_YOUR TASK_. Scan the records below for the string "FileConfigStore" and return every line where it appears.

# # # # #

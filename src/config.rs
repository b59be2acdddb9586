use serde::{Deserialize, Serialize};
use std::fs;
use std::path::{Path, PathBuf};
use tracing::debug;

use crate::app_dirs::AppDirs;

/// User preferences for a quiz run. Missing fields fall back to defaults.
#[derive(Debug, Clone, Serialize, Deserialize, PartialEq)]
#[serde(default)]
pub struct Config {
    /// Countdown length for one quiz.
    pub initial_duration_secs: u64,
    /// Questions requested from the source.
    pub question_count: usize,
    /// How long to wait for a source before using the built-in bank.
    pub fetch_timeout_secs: u64,
    /// `general`, `cpp_dsa`, `current_affairs`, or `custom:<name>`.
    pub quiz_type: String,
    /// Fixes the selector's random draws when set.
    pub seed: Option<u64>,
}

impl Default for Config {
    fn default() -> Self {
        Self {
            initial_duration_secs: 1800,
            question_count: 15,
            fetch_timeout_secs: 10,
            quiz_type: "general".to_string(),
            seed: None,
        }
    }
}

/// Command-line values layered over the stored config.
#[derive(Debug, Clone, Default, PartialEq)]
pub struct ConfigOverrides {
    pub initial_duration_secs: Option<u64>,
    pub question_count: Option<usize>,
    pub quiz_type: Option<String>,
    pub seed: Option<u64>,
}

impl Config {
    pub fn with_overrides(mut self, overrides: ConfigOverrides) -> Self {
        if let Some(secs) = overrides.initial_duration_secs {
            self.initial_duration_secs = secs;
        }
        if let Some(count) = overrides.question_count {
            self.question_count = count;
        }
        if let Some(quiz_type) = overrides.quiz_type {
            self.quiz_type = quiz_type;
        }
        if overrides.seed.is_some() {
            self.seed = overrides.seed;
        }
        self
    }
}

pub trait ConfigStore {
    fn load(&self) -> Config;
    fn save(&self, cfg: &Config) -> std::io::Result<()>;
}

#[derive(Debug, Clone)]
pub struct FileConfigStore {
    path: PathBuf,
}

impl FileConfigStore {
    #[allow(clippy::new_without_default)]
    pub fn new() -> Self {
        Self {
            path: AppDirs::config_path(),
        }
    }

    pub fn with_path<P: AsRef<Path>>(p: P) -> Self {
        Self {
            path: p.as_ref().to_path_buf(),
        }
    }
}

impl Default for FileConfigStore {
    fn default() -> Self {
        Self::new()
    }
}

impl ConfigStore for FileConfigStore {
    fn load(&self) -> Config {
        match fs::read(&self.path).map(|bytes| serde_json::from_slice::<Config>(&bytes)) {
            Ok(Ok(cfg)) => cfg,
            Ok(Err(e)) => {
                debug!(path = %self.path.display(), "ignoring unreadable config: {e}");
                Config::default()
            }
            Err(_) => Config::default(),
        }
    }

    fn save(&self, cfg: &Config) -> std::io::Result<()> {
        if let Some(parent) = self.path.parent() {
            fs::create_dir_all(parent)?;
        }
        let data = serde_json::to_vec_pretty(cfg).map_err(std::io::Error::other)?;
        fs::write(&self.path, data)
    }
}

# # # # #

_ANSWER FOR THIS EXERCISE_.
pub struct FileConfigStore {
impl FileConfigStore {
impl Default for FileConfigStore {
impl ConfigStore for FileConfigStore {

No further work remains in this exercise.